Y mientras, adelantó el escudo otro metro.

En los lugares donde había caído el ácido se formó una zona humeante.

—¡Ataca el magnaglass! —exclamó Vierho con asombro.

—Huele como a ácido oxálico —explicó Martinho—. Sin embargo, quizá sea más fuerte. Ahora despacio. Quiero asegurarme un buen disparo.

—¿Por qué no lo intentas con la bomba de espuma?

—Pero ¿cómo se te ocurre…?

—Ah, sí, claro, el agua.

La criatura comenzó a deslizarse hacia la derecha a lo largo de la fuente. Vierho cubrió con el escudo aquel nuevo ángulo de ataque. El bicho se detuvo y volvió sobre sus pasos.

—Espera un momento —ordenó Martinho.

Y a través del cristal estudió la cosa.

Visible en el borde de la fuente, aquella fantástica criatura se mecía de delante atrás.
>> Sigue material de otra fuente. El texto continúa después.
//! Registry of session hubs.
//!
//! Hubs are created lazily when the first client arrives and disposed a
//! little after the detach grace expires with no clients, so a quick
//! reconnect reuses both the hub and (within the grace) its live channel.

use crate::hub::{ClientCapabilities, Hub, HubContext, HubOptions};
use relay_protocol::ServerFrame;
use std::collections::HashMap;
use std::sync::Arc;
use std::time::Duration;
use tokio::sync::RwLock;
use tracing::{debug, warn};

/// Extra slack past the detach grace before the in-memory hub is disposed.
pub const DISPOSE_SLACK_MS: u64 = 1000;

pub struct HubManager {
    ctx: HubContext,
    options: HubOptions,
    hubs: RwLock<HashMap<String, Arc<Hub>>>,
}

impl HubManager {
    pub fn new(ctx: HubContext, options: HubOptions) -> Arc<Self> {
        Arc::new(HubManager {
            ctx,
            options,
            hubs: RwLock::new(HashMap::new()),
        })
    }

    /// Existing hub for a session, if any.
    pub async fn get(&self, session_id: &str) -> Option<Arc<Hub>> {
        self.hubs.read().await.get(session_id).cloned()
    }

    /// Lazily create the hub for a session.
    pub async fn get_or_create(&self, session_id: &str) -> Arc<Hub> {
        {
            let hubs = self.hubs.read().await;
            if let Some(hub) = hubs.get(session_id) {
                return Arc::clone(hub);
            }
        }
        let mut hubs = self.hubs.write().await;
        if let Some(hub) = hubs.get(session_id) {
            return Arc::clone(hub);
        }
        debug!(session_id, "creating hub");
        let hub = Hub::new(
            session_id.to_owned(),
            self.ctx.clone(),
            self.options.clone(),
        );
        hubs.insert(session_id.to_owned(), Arc::clone(&hub));
        hub
    }

    /// Schedule disposal of the hub once the detach grace (plus slack) has
    /// passed; fires only if no client reconnected in the meantime.
    pub fn schedule_remove_if_empty(self: &Arc<Self>, session_id: &str) {
        let manager = Arc::clone(self);
        let session_id = session_id.to_owned();
        let delay = self.options.detach_grace + Duration::from_millis(DISPOSE_SLACK_MS);
        tokio::spawn(async move {
            tokio::time::sleep(delay).await;
            manager.remove_if_empty(&session_id).await;
        });
    }

    /// Close and drop the hub if it has no clients.
    pub async fn remove_if_empty(&self, session_id: &str) {
        let hub = {
            let hubs = self.hubs.read().await;
            hubs.get(session_id).cloned()
        };
        let Some(hub) = hub else { return };
        if hub.connection_count().await > 0 {
            return;
        }
        hub.close().await;
        self.hubs.write().await.remove(session_id);
        debug!(session_id, "hub disposed");
    }

    pub async fn set_client_capabilities(
        &self,
        session_id: &str,
        client_id: &str,
        capabilities: ClientCapabilities,
    ) {
        if let Some(hub) = self.get(session_id).await {
            hub.set_client_capabilities(client_id, capabilities).await;
        }
    }

    pub async fn set_activator_client(&self, session_id: &str, client_id: &str) {
        if let Some(hub) = self.get(session_id).await {
            hub.set_activator_client(client_id).await;
        }
    }

    pub async fn clear_session_client_state(&self, session_id: &str) {
        if let Some(hub) = self.get(session_id).await {
            hub.clear_client_state().await;
        }
    }

    /// Broadcast a relay frame to a session's clients.  Restricted to
    /// `sandbox_status`; nothing else is relay-originated.
    pub async fn broadcast(&self, session_id: &str, frame: ServerFrame) {
        if !matches!(frame, ServerFrame::SandboxStatus { .. }) {
            warn!(session_id, "refusing to broadcast non-status frame");
            return;
        }
        if let Some(hub) = self.get(session_id).await {
            hub.broadcast_server_frame(frame).await;
        }
    }

    pub async fn connection_count(&self, session_id: &str) -> usize {
        match self.get(session_id).await {
            Some(hub) => hub.connection_count().await,
            None => 0,
        }
    }

    /// Shutdown: close every hub and clear the registry.
    pub async fn close_all(&self) {
        let hubs: Vec<Arc<Hub>> = {
            let mut map = self.hubs.write().await;
            map.drain().map(|(_, hub)| hub).collect()
        };
        for hub in hubs {
            hub.close().await;
        }
    }
}
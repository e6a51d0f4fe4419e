// src/application/mod.rs
//
// Application Layer
//
// The boundary between callers and the services. It translates internal
// errors into responses a caller can render and never holds business logic.

pub mod error_handling;

pub use error_handling::{ErrorResponse, ErrorType, ToErrorResponse};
Se parecía al ciervo volador de igual forma que una caricatura del mismo. Su cuerpo seccionado se apoyaba en unas patas con nervaduras hacia el exterior, para terminar en unos fuertes pelos adhesivos. Las hirsutas antenas de la cabeza brillaban mojadas en los extremos.

De repente hizo surgir una trompa tubular que disparó un chorro de ácido directamente al escudo.

Martinho se encogió involuntariamente.

—Tenemos que acercarnos más. No debemos darle tiempo a que se recobre cuando le dispare.

—¿Con qué cargaste el rifle, jefe?

—Con nuestra mezcla especial de azufre diluido y sublimado corrosivo, en un cargador airecoagulante. Quiero inmovilizarle las patas.

—Algo para taparle la trompa es lo que nos haría falta —indicó Vierho.

—Vamos, viejo canoso…

Vierho se dio prisa para avanzar el escudo, cruzando el humo producido por el ácido.

Aquel ciervo volante gigantesco se movió de un lado a otro; luego se lanzó hacia la derecha siguiendo el borde de la fuente. De repente lanzó hacia ellos otro arco de ácido. Aquel líquido brilló bajo la luz de los focos. Vierho apenas si tuvo tiempo de situar el escudo en posición de ataque.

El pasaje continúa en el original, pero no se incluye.